Ecoutez un ministre, un général, un chef d’entreprise,un technicien… Ecoutez la grande rumeur paranoïaque sous le discours de la raison qui parle pour les autres, au nom des muets.

C’est que, sous les buts et les intérêts préconscients invoqués, se dresse un investissement autrement inconscient qui porte sur un corps plein pour lui-même, indépendamment de tout but, sur un degré de développement pour lui-même, indépendamment de toute raison: ce degré-là et pas un autre, ne faites pas un pas de plus, ce socius-là et pas un autre, n’y touchez pas.

Un amour désintéressé de la machine molaire, une véritable jouissance, avec ce qu’elle comporte de haine pour ceux qui ne s’y soumettent pas: toute la libido est en jeu.

Du point de vue de l’investissement libidinal, on voit bien qu’il y a peu de différences entre un réformiste, un fasciste, parfois même certains révolutionnaires, qui ne se distinguent que de façon préconsciente, mais dont les investissements inconscients sont du même type, même quand ils n’épousent pas le même corps.

[…] Les machines sociales comme machines d’assujettissement suscitent d’incomparables amours, qui ne s’expliquent pas par l’intérêt, puisque les intérêts en découlent au contraire.
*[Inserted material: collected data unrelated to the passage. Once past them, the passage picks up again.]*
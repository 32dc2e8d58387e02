use super::open_registry;
use crate::cli::commands::load_config;
use crate::cli::output::*;
use blastui_core::{BlastUiError, ValidationError};
use clap::Args;
use colored::*;

#[derive(Args)]
pub struct VerifyArgs {
    /// Database to check (all when omitted)
    pub name: Option<String>,
}

pub fn run(args: VerifyArgs) -> anyhow::Result<()> {
    let config = load_config()?;
    let registry = open_registry(&config);
    let databases = match &args.name {
        Some(name) => vec![registry.get(name)?],
        None => registry.list()?,
    };

    if databases.is_empty() {
        empty("No databases to verify");
        return Ok(());
    }

    let mut broken = Vec::new();
    for (i, db) in databases.iter().enumerate() {
        let is_last = i + 1 == databases.len();
        if db.is_indexed() {
            tree_item(is_last, &db.name, Some(&"ok".green().to_string()));
            continue;
        }

        let missing: Vec<String> = db
            .index_files()
            .iter()
            .filter(|p| !p.is_file())
            .filter_map(|p| p.file_name().map(|n| n.to_string_lossy().into_owned()))
            .collect();
        let detail = format!("missing {}", missing.join(", "));
        tree_item(is_last, &db.name, Some(&detail.red().to_string()));
        broken.push(db.name.clone());
    }

    if broken.is_empty() {
        success("All databases are indexed");
        return Ok(());
    }
    Err(BlastUiError::from(ValidationError::DatabaseNotIndexed(broken.join(", "))).into())
}
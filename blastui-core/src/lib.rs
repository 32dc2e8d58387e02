//! Core utilities and types shared across all BlastUI crates

pub mod config;
pub mod error;
pub mod system;
pub mod types;

// Re-export commonly used types
pub use config::{load_config, load_config_or_default, save_config, Config};
pub use error::{
    BlastUiError, BlastUiResult, ExportError, InvalidResidue, ParseError, SubprocessError,
    ValidationError,
};
pub use types::{BlastProgram, MoleculeType, ScoringMatrix};

// Re-export system utilities
pub use system::{
    blastui_databases_dir, blastui_home, blastui_tools_dir, blastui_workspace_dir, config_path,
    describe_paths,
};

/// Version information for the BlastUI project
pub const VERSION: &str = env!("CARGO_PKG_VERSION");
pub const AUTHORS: &str = env!("CARGO_PKG_AUTHORS");
pub const DESCRIPTION: &str = env!("CARGO_PKG_DESCRIPTION");
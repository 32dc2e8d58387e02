//! Local sequence databases: metadata, indexing and the registry

pub mod indexer;
pub mod metadata;
pub mod registry;

pub use indexer::{IndexReport, Indexer};
pub use metadata::{SequenceDatabase, INDEX_PREFIX, METADATA_FILE};
pub use registry::{validate_database_name, DatabaseRegistry, RegisterOptions};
Au fond de la société, le délire, car le délire est l’investissement du socius en tant que tel, par delà les buts.

Et ce n’est pas seulement au corps du despote que le paranoïaque aspire d’amour, mais au corps du capital-argent, ou à un nouveau corps révolutionnaire du moment qu’il est forme de puissance et de grégarité. Etre possédé par lui autant que le posséder, machiner les groupes assujettis dont on est soi-même pièces et rouages, s’introduire soi-même dans la machine pour y connaître enfin la jouissance des mécanismes qui broient le désir.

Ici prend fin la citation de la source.